> _Your goal_
What lines of the data hold the string "TraceAnalysis"? Pull each one out.

Saved entries:
------------------------------------

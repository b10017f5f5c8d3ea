// Dottrace
// Copyright (C) 2025 Synerthink

// This program is free software: you can redistribute it and/or modify
// it under the terms of the GNU Affero General Public License as published by
// the Free Software Foundation, either version 3 of the License, or
// (at your option) any later version.

// This program is distributed in the hope that it will be useful,
// but WITHOUT ANY WARRANTY; without even the implied warranty of
// MERCHANTABILITY or FITNESS FOR A PARTICULAR PURPOSE.  See the
// GNU Affero General Public License for more details.

// You should have received a copy of the GNU Affero General Public License
// along with this program.  If not, see <http://www.gnu.org/licenses/>.

//! Dottrace CLI Tool
//!
//! Command-line interface for running the statistics analysis over a JSON
//! trace and printing the resulting tree or derived segments.

use anyhow::{Context, anyhow};
use clap::{Parser, Subcommand};
use dottrace_common::TimeRange;
use dottrace_core::analysis::SupplementaryFiles;
use dottrace_core::event::{EventSource, RecordedTrace, TraceEvent};
use dottrace_core::provider::{ResponseStatus, StatisticsProvider, StatisticsQuery, TreeResponse};
use dottrace_core::segment_store::{Segment, SegmentListener};
use dottrace_core::TraceAnalysis;
use std::path::{Path, PathBuf};
use std::process;
use std::sync::Arc;
use tracing::{error, info};

#[derive(Parser)]
#[command(name = "dottrace")]
#[command(about = "Dottrace - Trace Statistics CLI")]
#[command(version = "0.1.0")]
struct Cli {
    #[command(subcommand)]
    command: Commands,
}

#[derive(Subcommand)]
enum Commands {
    /// Run the statistics analysis and print the event-type tree
    Analyze {
        /// Path to a JSON trace file (array of {timestamp, name, fields})
        trace: PathBuf,
        /// Directory holding supplementary artifact files
        #[arg(long, short = 's')]
        supplementary_dir: Option<PathBuf>,
        /// Range start, defaults to the trace start
        #[arg(long)]
        begin: Option<i64>,
        /// Range end, defaults to the trace end
        #[arg(long)]
        end: Option<i64>,
        /// Fetch in two steps: coarse total first, then the breakdown
        #[arg(long)]
        two_phase: bool,
    },
    /// Derive segments and print them as they are committed
    Segments {
        /// Path to a JSON trace file
        trace: PathBuf,
        /// Directory holding supplementary artifact files
        #[arg(long, short = 's')]
        supplementary_dir: Option<PathBuf>,
    },
}

fn main() {
    // Initialize tracing
    tracing_subscriber::fmt::init();

    let cli = Cli::parse();

    let result = match cli.command {
        Commands::Analyze {
            trace,
            supplementary_dir,
            begin,
            end,
            two_phase,
        } => handle_analyze(&trace, supplementary_dir, begin, end, two_phase),
        Commands::Segments { trace, supplementary_dir } => handle_segments(&trace, supplementary_dir),
    };

    if let Err(e) = result {
        error!("Command failed: {}", e);
        process::exit(1);
    }
}

/// Get the supplementary directory with XDG compliance
fn get_supplementary_directory(custom_dir: Option<PathBuf>) -> PathBuf {
    if let Some(dir) = custom_dir {
        return dir;
    }

    if let Ok(xdg_data_home) = std::env::var("XDG_DATA_HOME") {
        PathBuf::from(xdg_data_home).join("dottrace")
    } else if let Ok(home) = std::env::var("HOME") {
        PathBuf::from(home).join(".local").join("share").join("dottrace")
    } else {
        PathBuf::from(".dottrace")
    }
}

fn load_trace(path: &Path) -> anyhow::Result<Arc<RecordedTrace>> {
    let file = std::fs::File::open(path).with_context(|| format!("cannot open trace {}", path.display()))?;
    let events: Vec<TraceEvent> = serde_json::from_reader(file).context("trace is not a JSON event array")?;
    let name = path
        .file_stem()
        .and_then(|stem| stem.to_str())
        .unwrap_or("trace")
        .to_string();
    info!("Loaded {} events from {}", events.len(), path.display());
    Ok(Arc::new(RecordedTrace::new(name, events)))
}

fn build_analysis(trace: Arc<RecordedTrace>, supplementary_dir: Option<PathBuf>) -> Arc<TraceAnalysis> {
    let analysis = Arc::new(TraceAnalysis::new("statistics"));
    analysis.set_name(trace.name());
    analysis.set_supplementary(SupplementaryFiles::new(get_supplementary_directory(supplementary_dir)));
    analysis.set_trace(trace);
    analysis
}

fn handle_analyze(
    trace_path: &Path,
    supplementary_dir: Option<PathBuf>,
    begin: Option<i64>,
    end: Option<i64>,
    two_phase: bool,
) -> anyhow::Result<()> {
    let trace = load_trace(trace_path)?;
    let full = trace.time_range().unwrap_or(TimeRange::new(0, 0));
    let range = TimeRange::new(begin.unwrap_or(full.start), end.unwrap_or(full.end));

    let analysis = build_analysis(trace, supplementary_dir);
    let provider = StatisticsProvider::create(Arc::clone(&analysis))
        .ok_or_else(|| anyhow!("the analysis could not be scheduled"))?;

    let response = if two_phase {
        analysis.wait_for_completion(None);
        let coarse = provider.fetch_tree(&StatisticsQuery::new(range).with_step(0), None);
        let total = coarse_total(&coarse)?;
        println!("total events in range: {total}");
        provider.fetch_tree(&StatisticsQuery::new(range).with_step(1).with_total(total), None)
    } else {
        provider.fetch_tree(&StatisticsQuery::new(range), None)
    };

    match response.status {
        ResponseStatus::Completed | ResponseStatus::Running => {
            let model = response.model.expect("a non-failed response carries a model");
            print_tree_columns(&model.column_labels, |widths| {
                for row in &model.rows {
                    let indent = if row.parent_id < 0 { "" } else { "  " };
                    println!(
                        "{indent}{:<width0$}  {:>width1$}  {:>width2$}",
                        row.values[0],
                        row.values[1],
                        row.values[2],
                        width0 = widths[0],
                        width1 = widths[1],
                        width2 = widths[2],
                    );
                }
            });
            analysis.dispose();
            Ok(())
        }
        ResponseStatus::Cancelled => {
            analysis.dispose();
            Err(anyhow!("the query was cancelled"))
        }
        ResponseStatus::Failed => {
            analysis.dispose();
            Err(anyhow!("query failed: {}", response.message))
        }
    }
}

fn coarse_total(coarse: &TreeResponse) -> anyhow::Result<i64> {
    coarse
        .model
        .as_ref()
        .and_then(|model| model.rows.first())
        .and_then(|row| row.values.get(1))
        .and_then(|value| value.parse::<i64>().ok())
        .ok_or_else(|| anyhow!("coarse step returned no usable total"))
}

fn print_tree_columns(labels: &[String], body: impl FnOnce(&[usize; 3])) {
    let widths = [labels[0].len().max(24), labels[1].len().max(12), labels[2].len().max(10)];
    println!(
        "{:<width0$}  {:>width1$}  {:>width2$}",
        labels[0],
        labels[1],
        labels[2],
        width0 = widths[0],
        width1 = widths[1],
        width2 = widths[2],
    );
    body(&widths);
}

struct PrintListener;

impl SegmentListener for PrintListener {
    fn on_new_segments(&self, batch: &[Arc<Segment>]) {
        for segment in batch {
            println!(
                "[{:>8} - {:>8}] {:<24} {}",
                segment.start,
                segment.end,
                segment.name,
                segment.content_string()
            );
        }
    }
}

fn handle_segments(trace_path: &Path, supplementary_dir: Option<PathBuf>) -> anyhow::Result<()> {
    let trace = load_trace(trace_path)?;
    let analysis = build_analysis(trace, supplementary_dir);

    analysis.add_listener(Arc::new(PrintListener));
    analysis
        .schedule()
        .map_err(|error| anyhow!("the analysis could not be scheduled: {error}"))?;

    let completed = analysis.wait_for_completion(None);
    let count = analysis.segment_store().map(|store| store.len()).unwrap_or(0);
    analysis.dispose();

    if !completed {
        return Err(anyhow!("segment derivation did not complete"));
    }
    println!("{count} segments derived");
    Ok(())
}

------------------------------------

> _Reply to the task_
use dottrace_core::TraceAnalysis;
fn build_analysis(trace: Arc<RecordedTrace>, supplementary_dir: Option<PathBuf>) -> Arc<TraceAnalysis> {
    let analysis = Arc::new(TraceAnalysis::new("statistics"));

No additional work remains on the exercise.